### Exercise objective
Copy the data below. Keep every line exactly as it is.
Segment Start: Extracted entries
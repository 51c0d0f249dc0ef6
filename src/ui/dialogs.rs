use ratatui::{
    prelude::*,
    widgets::{Block, Borders, Clear, Paragraph, Wrap},
};

pub fn render_help(frame: &mut Frame, area: Rect) {
    let dialog_width = 60.min(area.width.saturating_sub(4));
    let dialog_height = 30.min(area.height.saturating_sub(4));

    let x = (area.width - dialog_width) / 2;
    let y = (area.height - dialog_height) / 2;

    let dialog_area = Rect::new(x, y, dialog_width, dialog_height);

    frame.render_widget(Clear, dialog_area);

    let heading = Style::default().add_modifier(Modifier::BOLD).fg(Color::Cyan);
    let help_text = vec![
        Line::from(Span::styled("Gallery", heading)),
        Line::from(""),
        Line::from("  j / ↓      Move down"),
        Line::from("  k / ↑      Move up"),
        Line::from("  g / G      Go to top / bottom"),
        Line::from("  Ctrl+d/u   Page down / up"),
        Line::from("  l / ↵      Open in lightbox"),
        Line::from("  r          Reload album"),
        Line::from("  a          Choose album"),
        Line::from(""),
        Line::from(Span::styled("Lightbox", heading)),
        Line::from(""),
        Line::from("  h / ←      Previous item"),
        Line::from("  l / →      Next item"),
        Line::from("  e / ↑      Edit alt text and caption"),
        Line::from("  d / ↓      Download"),
        Line::from("  Del / x    Delete item"),
        Line::from("  Esc / q    Close"),
        Line::from(""),
        Line::from(Span::styled("Edit panel", heading)),
        Line::from(""),
        Line::from("  Enter      Save and close"),
        Line::from("  Tab        Switch field"),
        Line::from("  Ctrl+E     Cancel editing"),
        Line::from(""),
        Line::from("  ?          Show this help"),
        Line::from("  q          Quit"),
        Line::from(""),
        Line::from(Span::styled("Press any key to close", Style::default().fg(Color::DarkGray))),
    ];

    let paragraph = Paragraph::new(help_text)
        .block(
            Block::default()
                .borders(Borders::ALL)
                .border_style(Style::default().fg(Color::Cyan))
                .title(" Help ")
                .title_style(Style::default().add_modifier(Modifier::BOLD)),
        )
        .wrap(Wrap { trim: false });

    frame.render_widget(paragraph, dialog_area);
}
Segment End: Extracted entries
### Completed task
repository 51c0d0f249dc0ef6
filename src/ui/dialogs.rs
use ratatui::{
    prelude::*,
    widgets::{Block, Borders, Clear, Paragraph, Wrap},
};

pub fn render_help(frame: &mut Frame, area: Rect) {
    let dialog_width = 60.min(area.width.saturating_sub(4));
    let dialog_height = 30.min(area.height.saturating_sub(4));

    let x = (area.width - dialog_width) / 2;
    let y = (area.height - dialog_height) / 2;

    let dialog_area = Rect::new(x, y, dialog_width, dialog_height);

    frame.render_widget(Clear, dialog_area);

    let heading = Style::default().add_modifier(Modifier::BOLD).fg(Color::Cyan);
    let help_text = vec![
        Line::from(Span::styled("Gallery", heading)),
        Line::from(""),
        Line::from("  j / ↓      Move down"),
        Line::from("  k / ↑      Move up"),
        Line::from("  g / G      Go to top / bottom"),
        Line::from("  Ctrl+d/u   Page down / up"),
        Line::from("  l / ↵      Open in lightbox"),
        Line::from("  r          Reload album"),
        Line::from("  a          Choose album"),
        Line::from(""),
        Line::from(Span::styled("Lightbox", heading)),
        Line::from(""),
        Line::from("  h / ←      Previous item"),
        Line::from("  l / →      Next item"),
        Line::from("  e / ↑      Edit alt text and caption"),
        Line::from("  d / ↓      Download"),
        Line::from("  Del / x    Delete item"),
        Line::from("  Esc / q    Close"),
        Line::from(""),
        Line::from(Span::styled("Edit panel", heading)),
        Line::from(""),
        Line::from("  Enter      Save and close"),
        Line::from("  Tab        Switch field"),
        Line::from("  Ctrl+E     Cancel editing"),
        Line::from(""),
        Line::from("  ?          Show this help"),
        Line::from("  q          Quit"),
        Line::from(""),
        Line::from(Span::styled("Press any key to close", Style::default().fg(Color::DarkGray))),
    ];

    let paragraph = Paragraph::new(help_text)
        .block(
            Block::default()
                .borders(Borders::ALL)
                .border_style(Style::default().fg(Color::Cyan))
                .title(" Help ")
                .title_style(Style::default().add_modifier(Modifier::BOLD)),
        )
        .wrap(Wrap { trim: false });

    frame.render_widget(paragraph, dialog_area);
}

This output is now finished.